The memory kit is fully compliant with Intel’s XMP 3.0 and can be easily set to its rated clock speeds through the BIOS shipped on the latest Intel motherboards. Memory compatibility differs from motherboard to motherboard so make sure that your board is high-end and rated to support high clock speed memory sticks.
G.Skill offers a limited lifetime warranty with their G.Skill Trident Z5 series memory kits. They are a bit bulky and the heatsinks extend from the top making it harder to install these with a dual-fan heatsink cooler.
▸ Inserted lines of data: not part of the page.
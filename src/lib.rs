//! # spawnline
//!
//! Run subprocesses from async Rust with one uniform API.
//!
//! A call to [`invoke`] launches the program right away and returns a
//! [`Subprocess`] handle. Awaiting the handle gives the captured output,
//! iterating it gives lines as they are produced, and piping it chains
//! another program onto its stdout.
//!
//! ## Features
//!
//! - **Structured results**: stdout, stderr, interleaved output, command
//!   string and duration, on success and on failure
//! - **Line iteration**: low-memory consumption through [`LineStream`]
//! - **Pipelines**: `a | b | c` with upstream-first failure reporting
//! - **Cross-platform**: shell forcing and `cmd.exe` escaping on Windows,
//!   `prefer_local` binary lookup everywhere
//!
//! ## Quick Start
//!
//! ```no_run
//! use futures_util::StreamExt;
//! use spawnline::{invoke, invoke_with, Options, NO_ARGS};
//!
//! #[tokio::main]
//! async fn main() -> Result<(), Box<dyn std::error::Error>> {
//!     // Initialize logging
//!     spawnline::logging::try_init().ok();
//!
//!     // Buffered
//!     let output = invoke("echo", ["hello"])?.await?;
//!     println!("{}", output.stdout.unwrap_or_default());
//!
//!     // Line by line
//!     let mut lines = invoke("ls", ["-la"])?.lines()?;
//!     while let Some(line) = lines.next().await {
//!         println!("{}", line?);
//!     }
//!
//!     // Options and pipelines
//!     let options = Options::new().cwd("/tmp").prefer_local(true);
//!     let output = invoke_with("ls", NO_ARGS, options)?
//!         .pipe("wc", ["-l"])
//!         .await?;
//!     println!("{} ({:?})", output.command, output.duration);
//!
//!     Ok(())
//! }
//! ```

pub mod config;
pub mod error;
pub mod execution;
pub mod logging;
pub mod output;

use tokio::runtime::Handle;

// Re-export commonly used types
pub use config::{NativeOptions, Options, Stdio};
pub use error::{Result, SpawnError};
pub use execution::{
    ConsumptionMode, Interpreter, Output, ProcessHandle, Subprocess, SubprocessError,
};
pub use output::{LineStream, OutputSource};

use execution::{Context, Stage};

/// Empty argument list, for programs invoked without arguments.
pub const NO_ARGS: [&str; 0] = [];

/// Launch `program` with default options.
///
/// See [`invoke_with`].
pub fn invoke<I, S>(program: &str, args: I) -> Result<Subprocess>
where
    I: IntoIterator<Item = S>,
    S: Into<String>,
{
    invoke_with(program, args, Options::default())
}

/// Launch `program` with `options`.
///
/// Fails immediately only for configuration errors: an empty program,
/// invalid options, or no tokio runtime. Launch failures and everything
/// after are reported by the returned handle.
pub fn invoke_with<I, S>(program: &str, args: I, options: Options) -> Result<Subprocess>
where
    I: IntoIterator<Item = S>,
    S: Into<String>,
{
    let args: Vec<String> = args.into_iter().map(Into::into).collect();
    let context = Context::new(program, &args);
    if Handle::try_current().is_err() {
        return Err(SpawnError::NoRuntime(context.command().to_owned()));
    }

    let stage = Stage::start(program, &args, options, context)?;
    Ok(Subprocess::new(stage))
}

#[cfg(test)]
mod tests {
    use super::*;

    #[test]
    fn test_invoke_outside_runtime() {
        let err = invoke("echo", ["hi"]).unwrap_err();
        assert!(matches!(err, SpawnError::NoRuntime(ref command) if command == "echo hi"));
    }

    #[tokio::test]
    async fn test_empty_program_rejected() {
        let err = invoke("", NO_ARGS).unwrap_err();
        assert!(matches!(err, SpawnError::InvalidOptions { .. }));
    }

    #[tokio::test]
    async fn test_input_on_stdout_rejected() {
        let options = Options::new().stdout(Stdio::Input("x".into()));
        let err = invoke_with("cat", NO_ARGS, options).unwrap_err();
        match err {
            SpawnError::InvalidOptions { command, reason } => {
                assert_eq!(command, "cat");
                assert!(reason.contains("stdout"));
            }
            other => panic!("unexpected error: {other}"),
        }
    }
}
Make sure there’s enough space with an air cooler before installing these. The kit would go perfectly well with an AIO liquid cooling solution, leaving room for the RGB lighting showcase.
G.Skill Trident Z5 32 GB DDR5 Memory Kit Unboxing and Close Up
The G.Skill Trident Z5 series memory comes in a standard cardboard package. The box has the G.Skill Trident Z5 and DDR5 labels on the front and also tells you that it is both XMP 3.0 compliant.
We are looking at the F5-6000U3636E-32TZ5S SKU which features 32 GB of RAM capacity which is clocked in at 6000 MT/s at CL36 timing.
Within the package are two DDR5 DIMMs along with a G.Skill case sticker badge.
Outside the package, the G.Skill Trident Z5 series offers a very aggressive look that features a high-end heat-spreader. The design choice that G.Skill has gone with is very eye-catching and will look great even without the RGB LEDs. Do note that an RGB flavor is also available.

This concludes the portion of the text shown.